How to Cope With Normal Sleep Deprivation as a New Mother
Okay, we’ve established that sleep deprivation is the pits. It feels hideous, it’s harmful personally and potentially endangers our babies when we’re in sole charge of them too; not to mention the negative impact it can have on relationships with our partners, friends, and ourselves too in terms of self-esteem.
So how can you best manage sleep deprivation as a new mother? Because let’s face it – it’s not a choice, it’s a necessity.
I know you’re desperate, I’ve been there. But before you turn to professionals for help, remember that your baby is doing everything they’re meant to.

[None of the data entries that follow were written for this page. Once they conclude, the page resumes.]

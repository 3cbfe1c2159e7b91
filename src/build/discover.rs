use crate::error::Result;
use crate::paths::list_files_recursive;
use crate::rules::RuleSet;
use std::collections::BTreeSet;
use std::path::Path;

/// Concrete targets the wildcard rules can produce from files under `root`.
///
/// A dependency pattern with as many wildcards as its rule's target is matched
/// against every file; the captures are substituted into the target. Targets
/// found this way feed the next round, so chains such as
/// `tests/@.c -> build/@.o -> bin/@` are followed. The number of rounds is
/// bounded by the rule count.
pub fn discover_targets(rules: &RuleSet, root: &Path) -> Result<Vec<String>> {
	let mut seen: BTreeSet<String> = list_files_recursive(root)?.into_iter().collect();
	let mut frontier: Vec<String> = seen.iter().cloned().collect();
	let mut discovered = BTreeSet::new();

	for _ in 0..rules.len() {
		let mut next = Vec::new();
		for path in &frontier {
			for rule in rules.iter() {
				let target = rule.target();
				if target.is_literal() {
					continue;
				}
				for dependency in rule.dependencies() {
					if dependency.wildcard_count() != target.wildcard_count() {
						continue;
					}
					let Some(captures) = dependency.matches(path) else {
						continue;
					};
					let candidate = target.substitute(Some(captures.as_slice()))?;
					discovered.insert(candidate.clone());
					if seen.insert(candidate.clone()) {
						next.push(candidate);
					}
				}
			}
		}
		if next.is_empty() {
			break;
		}
		frontier = next;
	}

	Ok(discovered.into_iter().collect())
}
//! Buildfile loading and parsing for stale.
//!
//! This module handles:
//! - TOML buildfile parsing
//! - Buildfile discovery from the working directory upwards
//! - Variable layering (user file, buildfile, command line)

pub mod cascade;
pub mod parser;
pub mod types;

pub use cascade::{
	BUILDFILE_NAME, find_buildfile, load_buildfile, parse_var_assignment, user_config_path,
};
pub use parser::{generate_init_template, parse_config_file, parse_config_str};
pub use types::{Config, LoadedConfig, RuleDecl, RunSpec, UserConfig};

Lack of sleep might be due to a leap or normal and expected sleep regression, which happens as a direct result of their little brains developing – read more about this in my post about sleep regression by age and how to survive.
To an extent, you have to suck it up. But there are some steps you can take to improve your situation. You may look to help your baby sleep better, or find a better sleep solution that works for your family.
Check out my post for coping with lack of sleep when you return to work from maternity leave for more tips! And while you’re dealing with feeling constantly exhausted, try to take care of yourself in the little ways you can.
This won’t last forever and in the meantime, there’s cake.